Penilaian ini juga didukung oleh statistik pemain dari pertandingan tersebut, karena dalam 62 menit aksinya, ia melakukan 47 sentuhan, mempertahankan akurasi umpan hanya 87%, salah menempatkan empat dari lima umpan silang, gagal dalam 50% dribelnya. , kalah lima kali dari delapan duel, kehilangan bola 13 kali setara dengan sekali setiap 4,7 menit dan melakukan satu kesalahan yang berujung pada tembakan Coventry.

Permainan Bergvall dalam angka

Menit

62′

Sasaran

0

Bantuan

0

Menyentuh

47

Akurasi Lulus

27/31 (87%)

Umpan Kunci

1

Persilangan (Akurat)

5 (1)

Tembakan

0

Dribel (Berhasil)

2 (1)

Duel (Menang)

8 (3)

Harta yang Hilang

13

Kesalahan yang Menyebabkan Tembakan

1

Semua Statistik melalui Sofascore

Secara keseluruhan, ini bukanlah debut yang buruk bagi Bergvall, dan mengingat potensi besar yang diyakini banyak orang, ia hampir pasti akan menebus kesalahannya pada start berikutnya, namun dengan tim Brentford yang tangguh yang akan datang pada hari Sabtu, start tersebut seharusnya tidak terjadi.

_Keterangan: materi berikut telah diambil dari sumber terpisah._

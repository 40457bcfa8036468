//! Generic Markdown (as LLMs write it) ⇄ Telegram Markdown.
//!
//! Telegram's dialects have no headings, no `**bold**` and no list syntax.
//! Outbound text is rewritten line by line (headings become a bold line,
//! `**x**` becomes `*x*`, list markers become `•`) and then escaped. Lines
//! inside fenced code are never touched.

use std::{ops::Range, sync::LazyLock};

use regex::Regex;

use crate::formatting::{
    policy::EscapePolicy,
    spans::{code_fence_ranges, tokenize, SpanKind, TokenizeOptions},
};

const BULLET: &str = "•";

static HEADING_RE: LazyLock<Regex> = LazyLock::new(|| {
    Regex::new(r"^\s{0,3}#{1,6}\s+(.+?)(?:\s+#+)?\s*$").expect("valid regex")
});

static BULLET_RE: LazyLock<Regex> =
    LazyLock::new(|| Regex::new(r"^(\s*)[-*+]\s+(.*)$").expect("valid regex"));

static DOUBLE_STAR_RE: LazyLock<Regex> =
    LazyLock::new(|| Regex::new(r"\*\*(.+?)\*\*").expect("valid regex"));

static SINGLE_STAR_RE: LazyLock<Regex> =
    LazyLock::new(|| Regex::new(r"\*([^*\s][^*]*?)\*").expect("valid regex"));

/// Convert generic Markdown to escaped Telegram MarkdownV2.
pub fn convert_from_generic_markdown(text: &str) -> String {
    EscapePolicy::default().convert_from_generic_markdown(text)
}

/// Best-effort inverse of [`convert_from_generic_markdown`].
pub fn convert_to_generic_markdown(text: &str) -> String {
    EscapePolicy::default().convert_to_generic_markdown(text)
}

impl EscapePolicy {
    pub fn convert_from_generic_markdown(&self, text: &str) -> String {
        let fences = code_fence_ranges(text, self, false);
        let rewritten = map_lines_outside(text, &fences, |line| self.rewrite_generic_line(line));
        self.escape(&rewritten, true)
    }

    /// Lossy: a standalone bold line comes back as a level-2 heading, and
    /// every heading level comes back as level 2.
    pub fn convert_to_generic_markdown(&self, text: &str) -> String {
        let fences = code_fence_ranges(text, self, true);
        map_lines_outside(text, &fences, |line| self.rewrite_telegram_line(line))
    }

    fn rewrite_generic_line(&self, line: &str) -> String {
        if let Some(caps) = HEADING_RE.captures(line) {
            let title = strip_emphasis(caps[1].trim());
            if !title.is_empty() {
                return format!("*{title}*");
            }
        }

        if let Some(caps) = BULLET_RE.captures(line) {
            let rest = self.collapse_double_stars(&caps[2]);
            return format!("{}{BULLET} {rest}", &caps[1]);
        }

        self.collapse_double_stars(line)
    }

    /// `**x**` → `*x*`, pairing `**` markers that sit outside code and links.
    fn collapse_double_stars(&self, line: &str) -> String {
        let mut markers = Vec::new();
        for span in tokenize(line, self, TokenizeOptions::default()) {
            if span.kind == SpanKind::Plain {
                markers.extend(span.text.match_indices("**").map(|(i, _)| span.start + i));
            }
        }
        if markers.len() < 2 {
            return line.to_string();
        }

        let paired = &markers[..markers.len() - markers.len() % 2];
        let mut out = String::with_capacity(line.len());
        let mut last = 0usize;
        for &at in paired {
            out.push_str(&line[last..at]);
            out.push('*');
            last = at + 2;
        }
        out.push_str(&line[last..]);
        out
    }

    fn rewrite_telegram_line(&self, line: &str) -> String {
        let rest = line.trim_start();
        let indent = &line[..line.len() - rest.len()];

        if let Some(item) = rest.strip_prefix(BULLET).and_then(|r| r.strip_prefix(' ')) {
            return format!("{indent}- {}", self.restore(item));
        }

        let opts = TokenizeOptions {
            emphasis: true,
            escaped: true,
        };
        let spans = tokenize(rest, self, opts);
        if let [only] = spans.as_slice() {
            if only.delimiter() == Some('*') {
                return format!("{indent}## {}", self.restore(only.inner()));
            }
        }

        format!("{indent}{}", self.restore(rest))
    }

    fn restore(&self, text: &str) -> String {
        let opts = TokenizeOptions {
            emphasis: true,
            escaped: true,
        };
        let mut out = String::with_capacity(text.len());
        for span in tokenize(text, self, opts) {
            match span.kind {
                SpanKind::CodeFence | SpanKind::InlineCode | SpanKind::Link => {
                    out.push_str(span.text)
                }
                SpanKind::Emphasis => {
                    let marker = match span.delimiter() {
                        Some('*') => "**".to_string(),
                        Some(d) => d.to_string(),
                        None => String::new(),
                    };
                    out.push_str(&marker);
                    out.push_str(&self.restore(span.inner()));
                    out.push_str(&marker);
                }
                SpanKind::Plain => self.unescape_plain(&mut out, span.text),
            }
        }
        out
    }
}

/// Headings become one bold span, so inner emphasis markers are dropped.
fn strip_emphasis(title: &str) -> String {
    let once = DOUBLE_STAR_RE.replace_all(title, "$1");
    SINGLE_STAR_RE.replace_all(&once, "$1").into_owned()
}

/// Apply `f` to every line (without its newline) that does not touch a
/// fenced code block; other lines are copied as is.
fn map_lines_outside<F>(text: &str, fences: &[Range<usize>], f: F) -> String
where
    F: Fn(&str) -> String,
{
    let mut out = String::with_capacity(text.len() + 16);
    let mut offset = 0usize;

    for line in text.split_inclusive('\n') {
        let start = offset;
        let end = offset + line.len();
        offset = end;

        if fences.iter().any(|r| r.start < end && start < r.end) {
            out.push_str(line);
            continue;
        }

        match line.strip_suffix('\n') {
            Some(body) => {
                out.push_str(&f(body));
                out.push('\n');
            }
            None => out.push_str(&f(line)),
        }
    }

    out
}
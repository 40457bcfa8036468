//! Telegram-safe Markdown for bot replies.
//!
//! Model output is generic Markdown; Telegram accepts only its own dialects and
//! rejects messages with unbalanced or unescaped markup. This crate escapes,
//! converts, splits and streams text so that replies render (or degrade to
//! plain text) instead of failing. Messengers live behind
//! [`messaging::port::MessagingPort`].

pub mod config;
pub mod domain;
pub mod errors;
pub mod formatting;
pub mod logging;
pub mod messaging;
pub mod streaming;

#[cfg(test)]
mod testing;

pub use errors::{Error, Result};
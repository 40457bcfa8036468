//! Outbound messaging: the messenger port, throttling and safe delivery.

pub mod delivery;
pub mod port;
pub mod throttled;
pub mod types;
use anyhow::Result;
use kyc_wizard::config::TrackingConfig;
use kyc_wizard::tracking::{StageStatus, TrackingTimeline};

pub struct TrackCommand {
    pub transaction_id: String,
    pub follow: bool,
    pub json: bool,
}

impl TrackCommand {
    pub async fn execute(&self, config: &TrackingConfig) -> Result<()> {
        let mut timeline = TrackingTimeline::new(&self.transaction_id);
        self.show(&timeline)?;

        if self.follow {
            println!("🔄 Polling every {}s for updates...", config.tick_interval_seconds);
            timeline
                .follow(config.tick_interval(), config.advance_probability, |updated| {
                    if let Err(e) = self.show(updated) {
                        tracing::warn!(error = %e, "Failed to render timeline");
                    }
                })
                .await;
        }
        Ok(())
    }

    fn show(&self, timeline: &TrackingTimeline) -> Result<()> {
        if self.json {
            println!("{}", serde_json::to_string_pretty(timeline)?);
        } else {
            print_timeline(timeline);
        }
        Ok(())
    }
}

fn print_timeline(timeline: &TrackingTimeline) {
    println!();
    println!("📦 Transaction {} ({:.0}% complete)", timeline.transaction_id, timeline.progress());
    let details = &timeline.details;
    println!(
        "   💵 {} {} from {} to {} ({})",
        details.amount, details.currency, details.sender_name, details.bank_account, details.purpose
    );
    println!(
        "   Fees {} {} | Net {} {} | Rate {:.2} INR",
        details.fees, details.currency, details.net_amount, details.currency, details.exchange_rate_inr
    );
    for stage in &timeline.stages {
        let icon = match stage.status {
            StageStatus::Completed => "✅",
            StageStatus::Current => "⏳",
            StageStatus::Pending => "⚪",
            StageStatus::Failed => "❌",
        };
        println!("   {icon} {} - {}", stage.title, stage.description);
        if let Some(at) = stage.completed_at {
            println!("      completed {}", at.format("%Y-%m-%d %H:%M UTC"));
        } else if let Some(estimate) = &stage.estimated_time {
            println!("      estimated {estimate}");
        }
    }
    println!("   Last updated {}", timeline.last_updated.format("%H:%M:%S UTC"));
}
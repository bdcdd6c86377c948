// Wizard variants as data: each variant is a sequence of step specifications
// followed by an optional simulated verification.

use serde::{Deserialize, Serialize};
use std::fmt;
use std::str::FromStr;
use std::time::Duration;

use super::input::Normalization;
use super::types::{FieldValue, Fields, Notification, NotificationLevel, Route, WizardError, WizardStep};
use super::validation::Constraint;
use crate::config::{VariantVerification, VerificationSettings};

#[derive(Debug, Clone, Copy, PartialEq, Eq, Hash, Serialize, Deserialize)]
#[serde(rename_all = "snake_case")]
pub enum WizardVariant {
    Individual,
    Company,
    Login,
}

impl WizardVariant {
    pub fn as_str(&self) -> &'static str {
        match self {
            WizardVariant::Individual => "individual",
            WizardVariant::Company => "company",
            WizardVariant::Login => "login",
        }
    }
}

impl fmt::Display for WizardVariant {
    fn fmt(&self, f: &mut fmt::Formatter<'_>) -> fmt::Result {
        f.write_str(self.as_str())
    }
}

impl FromStr for WizardVariant {
    type Err = WizardError;

    fn from_str(s: &str) -> Result<Self, Self::Err> {
        match s.trim().to_ascii_lowercase().as_str() {
            "individual" => Ok(WizardVariant::Individual),
            "company" => Ok(WizardVariant::Company),
            "login" => Ok(WizardVariant::Login),
            other => Err(WizardError::UnknownVariant(other.to_string())),
        }
    }
}

#[derive(Debug, Clone, Copy, PartialEq, Eq)]
pub enum FieldKind {
    Text,
    Flag,
}

#[derive(Debug, Clone)]
pub struct FieldSpec {
    pub key: &'static str,
    pub label: &'static str,
    pub kind: FieldKind,
    pub constraint: Constraint,
    pub normalization: Normalization,
    /// Input is truncated past this many characters
    pub max_len: Option<usize>,
    /// Whether the identity-prefill collaborator may supply this field
    pub prefillable: bool,
}

impl FieldSpec {
    fn text(key: &'static str, label: &'static str, constraint: Constraint) -> Self {
        Self {
            key,
            label,
            kind: FieldKind::Text,
            constraint,
            normalization: Normalization::Verbatim,
            max_len: None,
            prefillable: false,
        }
    }

    fn flag(key: &'static str, label: &'static str, constraint: Constraint) -> Self {
        Self {
            key,
            label,
            kind: FieldKind::Flag,
            constraint,
            normalization: Normalization::Verbatim,
            max_len: None,
            prefillable: false,
        }
    }

    fn uppercase(mut self, max_len: usize) -> Self {
        self.normalization = Normalization::Uppercase;
        self.max_len = Some(max_len);
        self
    }

    fn digits(mut self, max_len: usize) -> Self {
        self.normalization = Normalization::DigitsOnly;
        self.max_len = Some(max_len);
        self
    }

    fn prefillable(mut self) -> Self {
        self.prefillable = true;
        self
    }

    pub fn initial_value(&self) -> FieldValue {
        match self.kind {
            FieldKind::Text => FieldValue::Text(String::new()),
            FieldKind::Flag => FieldValue::Flag(false),
        }
    }

    pub fn accepts_kind(&self, value: &FieldValue) -> bool {
        matches!(
            (self.kind, value),
            (FieldKind::Text, FieldValue::Text(_)) | (FieldKind::Flag, FieldValue::Flag(_))
        )
    }
}
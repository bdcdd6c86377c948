// Field-level validation predicates
//
// Every predicate is exact-match: a field either satisfies its constraint or
// the step it belongs to cannot be completed.

use serde::{Deserialize, Serialize};

use super::types::FieldValue;

#[derive(Debug, Clone, Copy, PartialEq, Eq, Serialize, Deserialize)]
#[serde(tag = "rule", content = "len", rename_all = "snake_case")]
pub enum Constraint {
    /// Exactly `n` characters
    ExactLength(usize),
    /// At least `n` characters
    MinLength(usize),
    /// Exactly `n` ASCII digits and nothing else
    ExactDigits(usize),
    /// Flag that must be set
    MustBeTrue,
    /// Optional toggle or free text
    Any,
}

impl Constraint {
    pub fn is_satisfied_by(&self, value: &FieldValue) -> bool {
        match (self, value) {
            (Constraint::Any, _) => true,
            (Constraint::ExactLength(n), FieldValue::Text(text)) => text.chars().count() == *n,
            (Constraint::MinLength(n), FieldValue::Text(text)) => text.chars().count() >= *n,
            (Constraint::ExactDigits(n), FieldValue::Text(text)) => {
                text.len() == *n && text.bytes().all(|b| b.is_ascii_digit())
            }
            (Constraint::MustBeTrue, FieldValue::Flag(flag)) => *flag,
            _ => false,
        }
    }

    pub fn describe(&self) -> String {
        match self {
            Constraint::ExactLength(n) => format!("exactly {n} characters"),
            Constraint::MinLength(n) => format!("at least {n} characters"),
            Constraint::ExactDigits(n) => format!("exactly {n} digits"),
            Constraint::MustBeTrue => "must be accepted".to_string(),
            Constraint::Any => "optional".to_string(),
        }
    }
}
use anyhow::{anyhow, Result};
use kyc_wizard::config::KycWizardConfig;
use kyc_wizard::wizard::definition::FieldKind;
use kyc_wizard::wizard::input::parse_flag;
use kyc_wizard::wizard::{
    Collaborators, FixedOutcome, Prefill, RandomOutcome, TransitionResult, VerificationOutcome,
    VerificationOutcomeProvider, WizardDefinition, WizardSession, WizardStep, WizardVariant,
};
use std::sync::Arc;

use super::{prompt, stdin_lines, ConsoleNavigator, ConsoleNotifier, InputLines};
use crate::cli::OutcomeChoice;

pub struct WizardCommand {
    pub variant: WizardVariant,
    pub transaction_id: String,
    pub prefill: Vec<String>,
    pub outcome: OutcomeChoice,
    pub delay_ms: Option<u64>,
    pub json: bool,
}

enum LineAction {
    Continue,
    Restart,
    Closed,
}

impl WizardCommand {
    pub fn new(variant: WizardVariant, transaction_id: impl Into<String>) -> Self {
        Self {
            variant,
            transaction_id: transaction_id.into(),
            prefill: Vec::new(),
            outcome: OutcomeChoice::Random,
            delay_ms: None,
            json: false,
        }
    }

    fn definition(&self, config: &KycWizardConfig) -> WizardDefinition {
        let mut settings = config.verification.clone();
        if let Some(delay_ms) = self.delay_ms {
            settings.individual.delay_ms = delay_ms;
            settings.company.delay_ms = delay_ms;
        }
        WizardDefinition::for_variant(self.variant, &settings)
    }

    fn outcomes(&self, definition: &WizardDefinition) -> Arc<dyn VerificationOutcomeProvider> {
        match self.outcome {
            OutcomeChoice::Approve => Arc::new(FixedOutcome(VerificationOutcome::Approved)),
            OutcomeChoice::Reject => Arc::new(FixedOutcome(VerificationOutcome::Rejected)),
            OutcomeChoice::Random => Arc::new(RandomOutcome::new(
                definition
                    .verification
                    .as_ref()
                    .map_or(1.0, |policy| policy.success_probability),
            )),
        }
    }

    pub async fn execute(&self, config: &KycWizardConfig) -> Result<()> {
        let definition = self.definition(config);
        let prefill = parse_prefill(&self.prefill)?;
        let collaborators = Collaborators {
            navigator: Arc::new(ConsoleNavigator),
            notifier: Arc::new(ConsoleNotifier),
            outcomes: self.outcomes(&definition),
        };

        println!("🪪 {} - transaction {}", definition.title, self.transaction_id);
        println!("   Commands: :back  :exit  :state  :mismatch");

        let mut session = WizardSession::new(definition, &self.transaction_id, &prefill, collaborators)?;
        let mut lines = stdin_lines();
        run_session(&mut session, &mut lines).await?;

        if self.json {
            println!("{}", serde_json::to_string_pretty(&session.snapshot())?);
        }
        Ok(())
    }
}

/// Drive a session from terminal input until it finishes or input closes.
async fn run_session(session: &mut WizardSession, lines: &mut InputLines) -> Result<()> {
    'wizard: loop {
        if session.is_closed() {
            return Ok(());
        }
        match session.step() {
            WizardStep::Collect(index) => {
                let Some(step) = session.definition().step(index).cloned() else {
                    return Err(anyhow!("wizard has no step {index}"));
                };
                let snapshot = session.snapshot();
                println!();
                println!("📝 {} ({}%)", step.label, snapshot.progress);

                for spec in &step.fields {
                    let fields = session.fields();
                    if fields.is_prefilled(spec.key) {
                        let value = fields.text(spec.key).unwrap_or_default();
                        println!("   🔒 {}: {} (pre-verified)", spec.label, value);
                        continue;
                    }
                    let message = format!("   {} [{}]: ", spec.label, spec.constraint.describe());
                    let line = loop {
                        let Some(line) = prompt(lines, &message).await? else {
                            println!("⚠️  Input closed, leaving wizard");
                            session.exit();
                            return Ok(());
                        };
                        if let Some(command) = line.strip_prefix(':') {
                            match handle_command(session, command) {
                                LineAction::Continue => continue,
                                LineAction::Restart | LineAction::Closed => continue 'wizard,
                            }
                        }
                        break line;
                    };

                    let result = match spec.kind {
                        FieldKind::Text => session.type_into(spec.key, &line),
                        FieldKind::Flag => match parse_flag(&line) {
                            Some(flag) => session.set_flag(spec.key, flag),
                            None => {
                                println!("   ⚠️  Answer y or n; treating '{line}' as no");
                                session.set_flag(spec.key, false)
                            }
                        },
                    };
                    if let Err(e) = result {
                        println!("   ⚠️  {e}");
                    }
                }

                if let TransitionResult::Rejected { failed_fields, .. } = session.submit() {
                    let labels: Vec<&str> = failed_fields
                        .iter()
                        .filter_map(|key| session.definition().field(key))
                        .map(|spec| spec.label)
                        .collect();
                    println!("   ❌ Please check: {}", labels.join(", "));
                }
            }
            WizardStep::Verifying => {
                println!();
                println!("⏳ Verifying your details...");
                if session.wait_for_verification().await.is_none() {
                    return Err(anyhow!("verification was not scheduled"));
                }
            }
            WizardStep::Succeeded => {
                println!();
                println!("🎉 {} verification successful!", session.definition().title);
                return Ok(());
            }
            WizardStep::Failed => {
                println!();
                let Some(line) = prompt(lines, "🔁 Verification failed. Try again? [y/n]: ").await? else {
                    session.exit();
                    return Ok(());
                };
                let answer = line.trim_start_matches(':');
                if answer == "retry" || parse_flag(answer) == Some(true) {
                    session.retry();
                } else {
                    session.exit();
                }
            }
        }
    }
}

fn handle_command(session: &mut WizardSession, command: &str) -> LineAction {
    match command.trim() {
        "back" => {
            session.back();
            if session.is_closed() {
                LineAction::Closed
            } else {
                LineAction::Restart
            }
        }
        "exit" | "quit" => {
            session.exit();
            LineAction::Closed
        }
        "state" => {
            match serde_json::to_string_pretty(&session.snapshot()) {
                Ok(json) => println!("{json}"),
                Err(e) => println!("   ⚠️  {e}"),
            }
            LineAction::Continue
        }
        "mismatch" => {
            match session.toggle_mismatch_report() {
                Ok(true) => println!("   📞 Details wrong? Contact support before continuing."),
                Ok(false) => println!("   Mismatch panel closed"),
                Err(e) => println!("   ⚠️  {e}"),
            }
            LineAction::Continue
        }
        other => {
            println!("   ⚠️  Unknown command :{other}");
            LineAction::Continue
        }
    }
}

/// Parse `KEY=VALUE` pairs; `true`/`false` become flags.
pub fn parse_prefill(pairs: &[String]) -> Result<Prefill> {
    let mut prefill = Prefill::new();
    for pair in pairs {
        let (key, value) = pair
            .split_once('=')
            .ok_or_else(|| anyhow!("prefill '{pair}' must look like KEY=VALUE"))?;
        let value = match value.trim() {
            "true" => true.into(),
            "false" => false.into(),
            text => text.into(),
        };
        prefill.insert(key.trim().to_string(), value);
    }
    Ok(prefill)
}

#[cfg(test)]
mod tests {
    use super::*;
    use kyc_wizard::wizard::FieldValue;

    #[test]
    fn parses_prefill_pairs() {
        let prefill = parse_prefill(&[
            "company_pan=AAACB1234C".to_string(),
            "signatory_aadhaar = 123456789012".to_string(),
        ])
        .unwrap();
        assert_eq!(prefill.get("company_pan"), Some(&FieldValue::Text("AAACB1234C".to_string())));
        assert_eq!(
            prefill.get("signatory_aadhaar"),
            Some(&FieldValue::Text("123456789012".to_string()))
        );
        assert!(parse_prefill(&["company_pan".to_string()]).is_err());
    }

    #[test]
    fn delay_override_applies_to_definition() {
        let mut command = WizardCommand::new(WizardVariant::Company, "TXN002");
        command.delay_ms = Some(0);
        let definition = command.definition(&KycWizardConfig::default());
        assert_eq!(
            definition.verification.map(|policy| policy.delay),
            Some(std::time::Duration::ZERO)
        );
    }
}
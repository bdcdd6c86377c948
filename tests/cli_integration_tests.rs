// CLI integration tests - drive the binary with scripted terminal input

use assert_cmd::Command;
use predicates::prelude::*;

fn kyc_wizard() -> Command {
    let mut cmd = Command::cargo_bin("kyc-wizard").unwrap();
    cmd.env("RUST_LOG", "error");
    cmd
}

#[test]
fn help_lists_wizards() {
    kyc_wizard()
        .arg("--help")
        .assert()
        .success()
        .stdout(predicate::str::contains("individual"))
        .stdout(predicate::str::contains("company"))
        .stdout(predicate::str::contains("track"));
}

#[test]
fn individual_kyc_approved_goes_to_tracking() {
    kyc_wizard()
        .args(["individual", "--transaction", "TXN042", "--outcome", "approve", "--delay-ms", "0"])
        .write_stdin("abcde1234f\n1234 5678 9012\n123456\n")
        .assert()
        .success()
        .stdout(predicate::str::contains("PAN Verified"))
        .stdout(predicate::str::contains("Aadhaar Verified"))
        .stdout(predicate::str::contains("KYC Completed Successfully"))
        .stdout(predicate::str::contains("/tracking/TXN042"));
}

#[test]
fn short_pan_is_asked_again() {
    kyc_wizard()
        .args(["individual", "--outcome", "approve", "--delay-ms", "0"])
        .write_stdin("ABCDE1234\nABCDE1234F\n123456789012\n123456\n")
        .assert()
        .success()
        .stdout(predicate::str::contains("Please check: PAN Card Number"))
        .stdout(predicate::str::contains("PAN Verified"));
}

#[test]
fn rejected_verification_can_be_abandoned() {
    kyc_wizard()
        .args(["individual", "--outcome", "reject", "--delay-ms", "0", "--json"])
        .write_stdin("ABCDE1234F\n123456789012\n123456\nn\n")
        .assert()
        .success()
        .stdout(predicate::str::contains("KYC Verification Failed"))
        .stdout(predicate::str::contains("/dashboard"))
        .stdout(predicate::str::contains("\"closed\": true"));
}

#[test]
fn retry_after_rejection_starts_over_at_pan() {
    kyc_wizard()
        .args(["individual", "--outcome", "reject", "--delay-ms", "0"])
        .write_stdin("ABCDE1234F\n123456789012\n123456\ny\n")
        .assert()
        .success()
        .stdout(predicate::str::contains("KYC Verification Failed"))
        .stdout(predicate::function(|out: &str| out.matches("📝 PAN Verification (20%)").count() == 2).from_utf8())
        .stdout(predicate::str::contains("Input closed"))
        .stdout(predicate::str::contains("/tracking/").not());
}

#[test]
fn back_command_returns_to_previous_step() {
    kyc_wizard()
        .args(["individual", "--outcome", "approve", "--delay-ms", "0"])
        .write_stdin("ABCDE1234F\n:back\nABCDE1234F\n")
        .assert()
        .success()
        .stdout(predicate::function(|out: &str| out.matches("📝 PAN Verification").count() == 2).from_utf8())
        .stdout(predicate::function(|out: &str| out.matches("📝 Aadhaar Number").count() == 2).from_utf8());
}

#[test]
fn back_command_on_first_step_leaves_wizard() {
    kyc_wizard()
        .args(["individual"])
        .write_stdin(":back\n")
        .assert()
        .success()
        .stdout(predicate::str::contains("Navigating to /dashboard"))
        .stdout(predicate::str::contains("Input closed").not());
}

#[test]
fn mismatch_command_is_company_only() {
    kyc_wizard()
        .args(["company", "--prefill", "company_pan=AAACB1234C"])
        .write_stdin(":mismatch\n")
        .assert()
        .success()
        .stdout(predicate::str::contains("Report a Mismatch"))
        .stdout(predicate::str::contains("Contact support before continuing"));

    kyc_wizard()
        .args(["individual"])
        .write_stdin(":mismatch\n")
        .assert()
        .success()
        .stdout(predicate::str::contains("has no mismatch report"))
        .stdout(predicate::str::contains("Report a Mismatch").not());
}

#[test]
fn company_prefill_skips_read_only_prompts() {
    kyc_wizard()
        .args([
            "company",
            "--transaction",
            "TXN007",
            "--outcome",
            "approve",
            "--delay-ms",
            "0",
            "--prefill",
            "company_pan=AAACB1234C",
            "--prefill",
            "signatory_aadhaar=123456789012",
        ])
        .write_stdin("27AAACB1234C1Z5\nL12345MH2020PLC123456\nABCDE1234F\nn\ny\n654321\n")
        .assert()
        .success()
        .stdout(predicate::str::contains("AAACB1234C (pre-verified)"))
        .stdout(predicate::str::contains("Signatory Details Verified"))
        .stdout(predicate::str::contains("Company KYC Completed Successfully"))
        .stdout(predicate::str::contains("/tracking/TXN007"));
}

#[test]
fn prefill_outside_allow_list_fails() {
    kyc_wizard()
        .args(["company", "--prefill", "gst=27AAACB1234C1Z5"])
        .write_stdin("")
        .assert()
        .failure()
        .stderr(predicate::str::contains("cannot be prefilled"));
}

#[test]
fn login_lands_on_dashboard() {
    kyc_wizard()
        .arg("login")
        .write_stdin("9876543210\n123456\n")
        .assert()
        .success()
        .stdout(predicate::str::contains("Verification code sent to 9876543210"))
        .stdout(predicate::str::contains("Login Successful"))
        .stdout(predicate::str::contains("/dashboard"));
}

#[test]
fn closed_input_leaves_wizard() {
    kyc_wizard()
        .args(["individual"])
        .write_stdin("")
        .assert()
        .success()
        .stdout(predicate::str::contains("Input closed"));
}

#[test]
fn track_prints_timeline_json() {
    kyc_wizard()
        .args(["track", "TXN001", "--json"])
        .assert()
        .success()
        .stdout(predicate::str::contains("\"transaction_id\": \"TXN001\""))
        .stdout(predicate::str::contains("\"status\": \"current\""))
        .stdout(predicate::str::contains("\"net_amount\": 4975"));
}

#[test]
fn config_init_refuses_to_overwrite() {
    let dir = tempfile::tempdir().unwrap();
    let path = dir.path().join("kyc-wizard.toml");
    let path = path.to_str().unwrap();

    kyc_wizard().args(["config", "init", "--path", path]).assert().success();
    kyc_wizard()
        .args(["config", "init", "--path", path])
        .assert()
        .failure()
        .stderr(predicate::str::contains("already exists"));
    kyc_wizard()
        .args(["--config", path, "config", "show"])
        .assert()
        .success()
        .stdout(predicate::str::contains("success_probability = 0.75"));
}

Kemudian.

Siapa yang harus memulai menggantikan Bergvall

Jadi, meski beberapa pemain bisa menggantikan pemain muda asal Swedia itu saat melawan The Bees, rekan senegaranya Dejan Kulusevski harus menggantikannya.

Kulusevski-Spurs

Pemain internasional Swedia berpengalaman ini menghabiskan sebagian besar waktunya di Spurs dengan bermain di sayap, namun baru-baru ini, Postecoglou mulai memainkannya di lini tengah, dan seperti yang dibuktikan oleh sebagian besar penggemar, di situlah ia melakukan pekerjaan terbaiknya.

Misalnya, Anda hanya perlu melihat kembali pertandingan tadi malam untuk melihat dampak yang bisa ia berikan, karena ia masuk terlambat menggantikan Werner yang cedera dan berada di posisi tengah dan sayap.

Hanya dalam waktu 16 menit di lapangan, ia menciptakan satu peluang besar, memberikan satu assist, melakukan tembakan tepat sasaran dan tembakannya diblok, melakukan 15 sentuhan, dan mendapat rating 8/10 dari Kipatrick.

Selain itu, meski kalah dalam Derby London Utara, mantan pemain andalan Juventus ini adalah salah satu dari sedikit bintang yang bersinar bagi tim di lini tengah, yang membuatnya diberi nilai 7/10 oleh Alasdair Gold dari football.london.

Dejan Kulusevski setelah kekalahan dari Tottenham

Terakhir, James Maddison kemungkinan akan menggantikan Pape Matar Sarr yang tampil mengecewakan pada hari Sabtu, jadi hanya ada beberapa opsi menyerang yang bisa dipilih oleh manajer.

Pada akhirnya, tadi malam adalah hari yang mengerikan di kantor Spurs, dan meskipun Bergvall jelas bukan pemain terburuk di lapangan, dia masih belum siap untuk memulai pertandingan Liga Premier, apalagi melawan tim yang hampir bermain imbang. di Etihad akhir pekan lalu. Oleh karena itu, Postecoglou harus menurunkan pemain muda itu kembali ke bangku cadangan pada hari Sabtu dan memainkan Kulusevski sebagai gantinya, karena ia bisa jauh lebih berpengaruh di pertandingan besar.